As part of the China phase 1 deal, the previous tariffs before this tranche, which fully went into place at 15% in September 2019, are slated for a reduction. However, that’s all that’s changing at this time with 301 tariffs out of China, as all previous tranches that still cover hundreds of billions of products are remaining in place. As of yet, there is no indication that the ongoing public health crisis in China will result in temporary reductions as relief, even as China reduces some of theirs to facilitate imports of needed products.

At the same time, new 301 tariffs loom from across the opposite ocean. Potential tariffs of up to 100% on things like European union are still possible, depending on the final decisions from the Trump administration. As of yet, it’s not quite sure when, or if, these will be implemented, but they will be similar to those implemented in China and will be eligible for drawback.

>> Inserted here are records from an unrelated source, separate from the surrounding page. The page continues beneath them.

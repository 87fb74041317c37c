use std::sync::Arc;

use teloxide::prelude::*;

use srb_core::domain::ChatId;

use crate::handlers::relay::handle_relay;
use crate::router::AppState;

fn parse_command(text: &str) -> (String, String) {
    // Telegram may send `/cmd@botname arg1 ...`
    let mut parts = text.trim().splitn(2, char::is_whitespace);
    let first = parts.next().unwrap_or("").trim();
    let rest = parts.next().unwrap_or("").trim().to_string();

    let cmd = first
        .trim_start_matches('/')
        .split('@')
        .next()
        .unwrap_or("")
        .to_lowercase();

    (cmd, rest)
}

pub async fn handle_command(
    _bot: Bot,
    msg: Message,
    state: Arc<AppState>,
) -> ResponseResult<()> {
    let Some(text) = msg.text() else {
        return Ok(());
    };
    let (cmd, _args) = parse_command(text);
    let sender = ChatId(msg.chat.id.0);
    let messenger = state.messenger.as_ref();

    let outcome = match cmd.as_str() {
        "start" => state.relay.handle_start(sender, messenger).await,
        "show_history" => state.relay.handle_show_history(sender, messenger).await,
        "clear_history" => state.relay.handle_clear_history(sender, messenger).await,
        // Unknown commands are treated as ordinary messages and relayed.
        _ => {
            return handle_relay(msg, state).await;
        }
    };

    if let Err(e) = outcome {
        eprintln!("command /{cmd} from chat {} failed: {e}", sender.0);
    }
    Ok(())
}

#[cfg(test)]
mod tests {
    use super::*;

    #[test]
    fn parses_plain_and_addressed_commands() {
        assert_eq!(parse_command("/start"), ("start".to_string(), String::new()));
        assert_eq!(
            parse_command("/show_history@relay_bot"),
            ("show_history".to_string(), String::new())
        );
        assert_eq!(
            parse_command("/clear_history  now"),
            ("clear_history".to_string(), "now".to_string())
        );
        assert_eq!(parse_command("/START"), ("start".to_string(), String::new()));
    }
}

It’s not only section 301 duties that are changing, either. Last week, President Trump announced that additional duties on steel and aluminum under section 232 of the Trade Expansion Act of 1962 will be going into effect. There are major exceptions based on country of origin as notably Canada and Mexico are excluded from duties on both kinds of metals. Any importer of metals into the USA should check to see immediately if these new tariffs apply to their products.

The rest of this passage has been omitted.